@Kishen
The inner while loop increments the lower bound from where we are taking
product and sum. Total number of iterations of inner while loop can be n in
the worst case (when magnitude of last element is greater than that of given
product). So the array will be traversed twice.
Thanks,
- Ravindra
On Thu, Oct 28, 2010 at 12:38 AM, Kishen Das <kishen....@gmail.com> wrote:
> How do you claim that its O(n) when you have a while-loop inside the
> for-loop?
> What is the complexity of the inner while loop ?
>
> What is the worst case complexity, if only the last element of the array
> matches the product and the sum?
>
> Kishen
>
> On Wed, Oct 27, 2010 at 2:01 PM, ravindra patel
> <ravindra.it...@gmail.com>wrote:
>
>> Here is a simple implementation. Complexity O(n). Please let me know if
>> you find any issues with this.
>>
>> Assumptions as stated in original problem -
>> 1- Required sub array is contiguous
>> 2- Given array has only integers (+ve and -)
>>
>>
>> // Params are array arr, length of array n, given sum and product
>> void subarr( int* arr, int n, int sum, int prod)
>> {
>> int lb = 0; // Lower bound of sub array
>> int s = 0; // Temporary sum
>> int p = 1; // Temporary prod
>>
>> int mod_p = (prod > 0) ? prod : (prod * -1); // |prod|
>> int min_p = mod_p * -1; // -|prod|
>> int i=0;
>> int found = 0;
>>
>> for(i=0; i<n; i++)
>> {
>> // Zero can't be sub array element if given product in not zero
>> if((arr[i] == 0) && (prod != 0))
>> {
>> lb = i+1;
>> s = 0;
>> p = 1;
>> continue;
>> }
>> s += arr[i];
>> p *= arr[i];
>>
>> // If product is out of range bring it back in
>> while (p < min_p || p > mod_p)
>> {
>> p /= arr[lb];
>> s -= arr[lb];
>> lb++;
>> }
>>
>> if( s== sum && p == prod)
>> {
>> printf ("Sub array is from index %d to %d\n", lb, i);
>> found = 1;
>> break;
>> }
>> }
>> if(!found)
>> printf("No Matching sub-array found\n");
>> }
>>
>>
>> Thanks,
>> - Ravindra
>>
>> On Mon, Oct 25, 2010 at 2:04 AM, Kishen Das <kishen....@gmail.com> wrote:
>>
>>> @Ravindra, Ligerdave
>>> You guys are all right. But with GPUs, you can literally have thousands
>>> of threads running in parallel.
>>> Again, my aim was not to prove that my O(n ^ 2) algorithm is O ( n) on a
>>> single processor system.
>>> It was more towards making the members of this group to think on the
>>> lines of Parallelism.
>>> I long back agreed that the worst case for my algorithm is O(n^2 ) on
>>> single processor systems.
>>>
>>> The current problem is a variation of original subset problem which is
>>> NP-complete. ( http://en.wikipedia.org/wiki/Subset_sum_problem )
>>>
>>> I really appreciate a O(n) solution to this problem on a single-processor
>>> system.
>>>
>>> Kishen
>>>
>>> On Sun, Oct 24, 2010 at 1:50 PM, ravindra patel <
>>> ravindra.it...@gmail.com> wrote:
>>>
>>>> >> It has nothing to do with time complexity.

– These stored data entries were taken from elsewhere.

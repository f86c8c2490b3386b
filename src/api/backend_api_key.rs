use axum::body::Body;
use axum::extract::State;
use axum::http::Request;
use axum::http::StatusCode;
use axum::middleware::Next;
use axum::response::IntoResponse;
use axum::response::Response;
use axum::Json;

use crate::api::types::ApiResponse;

/// Header carrying the shared backend key
pub const API_KEY_HEADER: &str = "X-API-KEY";

#[derive(Clone)]
pub struct ApiKeyState {
    pub expected_key: String,
}

/// Backend API key authentication middleware
pub async fn backend_api_key_middleware(
    State(state): State<ApiKeyState>,
    request: Request<Body>,
    next: Next,
) -> Response {
    let header = request.headers().get(API_KEY_HEADER);
    match header.and_then(|h| h.to_str().ok()) {
        Some(k) if k == state.expected_key => next.run(request).await,
        _ => (
            StatusCode::UNAUTHORIZED,
            Json(ApiResponse::<()>::error("Unauthorized")),
        )
            .into_response(),
    }
}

>>>> My bad. Wrong choice of words. So in the PRAM model you can say the
>>>> time complexity is O(1), a pure theoretical concept. But the cost still
>>>> remains O(n), isn't it.
>>>>
>>>> I guess now onwards we'll have to specifically ask interviewers whether
>>>> they are asking for time complexity on scalar machine or on a parallel
>>>> machine. Unless specified otherwise, my assumption by default would be a
>>>> scalar one though.
>>>>
>>>> - Ravindra
>>>>
>>>>
>>>> On Sun, Oct 24, 2010 at 11:50 PM, ravindra patel <
>>>> ravindra.it...@gmail.com> wrote:
>>>>
>>>>> @ Kishen
>>>>> So lets say you have 100 parallel processors and you are given an array
>>>>> of 100 elements, then the loop will execute in 1 clock. Now lets say on
>>>>> the
>>>>> same machine you are given a problem array of 1 million elements. So how
>>>>> many clocks are you gonna consume, assuming all your 100 processors are
>>>>> running in parallel.
>>>>>
>>>>> Buddy, with parallel processors you can reduce total computation time
>>>>> at most by a factor of number of processors you have (which will always
>>>>> be a
>>>>> constant, no matter how big it is). It has nothing to do with time
>>>>> complexity.
>>>>>
>>>>> Thanks,
>>>>> - Ravindra
>>>>>
>>>>>
>>>>> On Fri, Oct 22, 2010 at 8:17 AM, Kishen Das <kishen....@gmail.com>wrote:
>>>>>
>>>>>> Ok, if you look at the inner loop, it is -
>>>>>>
>>>>>> for ( j = i to j = 0 ) {
>>>>>> sum[j] += A[ i]
>>>>>> product[j] *= A [ i]
>>>>>> }
>>>>>>
>>>>>> This is as good as executing -
>>>>>> sum[i] = sum [ i ] + A[ i ] ---> ( 1 )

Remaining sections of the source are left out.